我有以下代码:
import pandas as pd
import numpy as np
import matplotlib.pyplot as plt
# Sample data (replace this with your actual DataFrame)
data = {
'CU': [1.5, 2.3, 1.8, 3.2, 2.5, 2.0, 3.8, 3.0],
'ER': [0.2, 0.5, np.nan, 0.7, 0.8, 0.4, 0.9, 0.6],
}
df = pd.DataFrame(data)
print(data)
# Create a new column 'Valid_CU' where CU values are replaced with NaN if ER is NaN
df['Valid_CU'] = df['CU'].where(~df['ER'].isna())
hist_values, bin_edges,something= plt.hist([df['CU'], df['Valid_CU']], bins= 3,label=['Total Data', 'Valid Data'])
plt.xlabel('CU Values')
plt.ylabel('Frequency')
plt.title('Histogram of CU Values with Valid Data Counts')
plt.legend()
print("hist",hist_values,"bind edges",bin_edges,"some",something)
# Show the plot
plt.show()
这样我得到:
这非常好!我尝试用 Plotly 做同样的事情,但没有成功。
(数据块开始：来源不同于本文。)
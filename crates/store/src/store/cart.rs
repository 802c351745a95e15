//! Cart lines.

use tracing::{debug, info, instrument};

use ecosankalp_core::ProductId;

use super::DomainStore;
use crate::error::{Result, StoreError};
use crate::models::{CartItem, Product};
use crate::storage::Slot;

impl DomainStore {
    /// Add one unit of `product`.
    ///
    /// An existing line gains a unit and takes the new redemption flag;
    /// otherwise a line with quantity 1 is appended.
    ///
    /// # Errors
    ///
    /// Returns `StoreError::OutOfStock` if the product is unavailable.
    #[instrument(skip(self, product), fields(product_id = %product.id))]
    pub fn add_to_cart(&mut self, product: &Product, use_green_points: bool) -> Result<()> {
        if !product.in_stock {
            return Err(StoreError::OutOfStock(product.id.to_string()));
        }

        match self.cart.iter_mut().find(|item| item.product.id == product.id) {
            Some(item) => {
                item.quantity = item.quantity.saturating_add(1);
                item.use_green_points = use_green_points;
            }
            None => self.cart.push(CartItem {
                product: product.clone(),
                quantity: 1,
                use_green_points,
            }),
        }

        info!(cart_units = self.cart_item_count(), "Added to cart");
        self.persist(Slot::Cart);
        Ok(())
    }

    /// Add one unit of a catalog product by id.
    ///
    /// # Errors
    ///
    /// Returns `StoreError::NotFound` for an unknown product, otherwise as
    /// [`add_to_cart`](Self::add_to_cart).
    pub fn add_catalog_product_to_cart(
        &mut self,
        id: &ProductId,
        use_green_points: bool,
    ) -> Result<()> {
        let product = self
            .product(id)
            .cloned()
            .ok_or_else(|| StoreError::not_found("product", id))?;
        self.add_to_cart(&product, use_green_points)
    }

    /// Set a line's quantity exactly. Zero or less removes the line; an
    /// unknown product changes nothing.
    #[instrument(skip(self), fields(product_id = %id))]
    pub fn update_cart_quantity(&mut self, id: &ProductId, quantity: i64) {
        let Some(index) = self.cart.iter().position(|item| &item.product.id == id) else {
            debug!("Product not in cart");
            return;
        };

        if quantity <= 0 {
            self.cart.remove(index);
        } else if let Some(item) = self.cart.get_mut(index) {
            item.quantity = u32::try_from(quantity).unwrap_or(u32::MAX);
        }
        self.persist(Slot::Cart);
    }

    /// Drop a line. Unknown products change nothing.
    #[instrument(skip(self), fields(product_id = %id))]
    pub fn remove_from_cart(&mut self, id: &ProductId) {
        let before = self.cart.len();
        self.cart.retain(|item| &item.product.id != id);
        if self.cart.len() != before {
            self.persist(Slot::Cart);
        }
    }

    /// Empty the cart.
    #[instrument(skip(self))]
    pub fn clear_cart(&mut self) {
        self.cart.clear();
        self.persist(Slot::Cart);
    }
}

#[cfg(test)]
#[allow(clippy::unwrap_used)]
mod tests {
    use ecosankalp_core::Price;

    use super::*;
    use crate::config::StoreConfig;
    use crate::storage::{self, KeyValueStore, MemoryStorage};

    fn catalog(store: &DomainStore, id: &str) -> Product {
        store.product(&ProductId::new(id)).cloned().unwrap()
    }

    #[test]
    fn test_add_same_product_increments() {
        let mut store = DomainStore::in_memory();
        let bin = catalog(&store, "p1");

        store.add_to_cart(&bin, false).unwrap();
        store.add_to_cart(&bin, true).unwrap();

        assert_eq!(store.cart().len(), 1);
        let line = store.cart().first().unwrap();
        assert_eq!(line.quantity, 2);
        assert!(line.use_green_points);
        assert_eq!(store.cart_total(), Price::inr(2998));
    }

    #[test]
    fn test_out_of_stock_rejected() {
        let mut store = DomainStore::in_memory();
        let kit = catalog(&store, "p5");
        assert_eq!(
            store.add_to_cart(&kit, false),
            Err(StoreError::OutOfStock("p5".to_owned()))
        );
        assert!(store.cart().is_empty());
    }

    #[test]
    fn test_add_catalog_product_unknown() {
        let mut store = DomainStore::in_memory();
        assert_eq!(
            store.add_catalog_product_to_cart(&ProductId::new("p99"), false),
            Err(StoreError::not_found("product", "p99"))
        );
    }

    #[test]
    fn test_update_quantity() {
        let mut store = DomainStore::in_memory();
        let id = ProductId::new("p3");
        store.add_catalog_product_to_cart(&id, false).unwrap();

        store.update_cart_quantity(&id, 4);
        assert_eq!(store.cart_item_count(), 4);
        assert_eq!(store.cart_total(), Price::inr(1596));

        store.update_cart_quantity(&ProductId::new("p1"), 3);
        assert_eq!(store.cart().len(), 1);

        store.update_cart_quantity(&id, -2);
        assert!(store.cart().is_empty());
    }

    #[test]
    fn test_remove_and_clear() {
        let mut store = DomainStore::in_memory();
        store.add_catalog_product_to_cart(&ProductId::new("p1"), false).unwrap();
        store.add_catalog_product_to_cart(&ProductId::new("p2"), false).unwrap();

        store.remove_from_cart(&ProductId::new("p1"));
        assert_eq!(store.cart().len(), 1);
        store.remove_from_cart(&ProductId::new("p1"));
        assert_eq!(store.cart().len(), 1);

        store.clear_cart();
        assert!(store.cart().is_empty());
    }

    #[test]
    fn test_cart_slot_written_after_each_change() {
        let storage = MemoryStorage::new();
        let mut store = DomainStore::load(storage.clone(), &StoreConfig::default());
        let id = ProductId::new("p6");

        store.add_catalog_product_to_cart(&id, false).unwrap();
        store.update_cart_quantity(&id, 3);

        let raw = storage.get(Slot::Cart.key()).unwrap().unwrap();
        let persisted: Vec<CartItem> = storage::decode(&raw).unwrap();
        assert_eq!(persisted.first().map(|item| item.quantity), Some(3));
    }
}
绘图直方图给出了丑陋的表示,最糟糕的是所有值都是错误的。
如何在 Plotly 中执行上述操作?
(请注意,其中的垃圾箱是可定制的。我想在 Plotly 中实现同样的功能)。
我宁愿下面的代码不影响任何答案。我把它写成报告。我最多能做的是:
fig = go.Figure()
fig.add_trace(go.Bar(x=df['CU'], y=[1] * len(df),name='Total Data'))
fig.add_trace(go.Bar(x=df['Valid_CU'], y=[1] * len(df), name='Valid Data'))
fig.update_layout(
title_text='Count of CU Values with Valid Data Counts',
xaxis_title_text='CU Values',
yaxis_title_text='Count',
# barmode='overlay', # overlay bars
barmode='group'
)
# Show the plot
fig.show()
但是这里的bin数量是不可定制的。
go.Histogram
?
您可以使用
nbinsx
设置垃圾箱的数量:
from plotly import graph_objects as go
fig = go.Figure()
fig.add_trace(go.Histogram(x=df["CU"], nbinsx=3, name='Total Data'))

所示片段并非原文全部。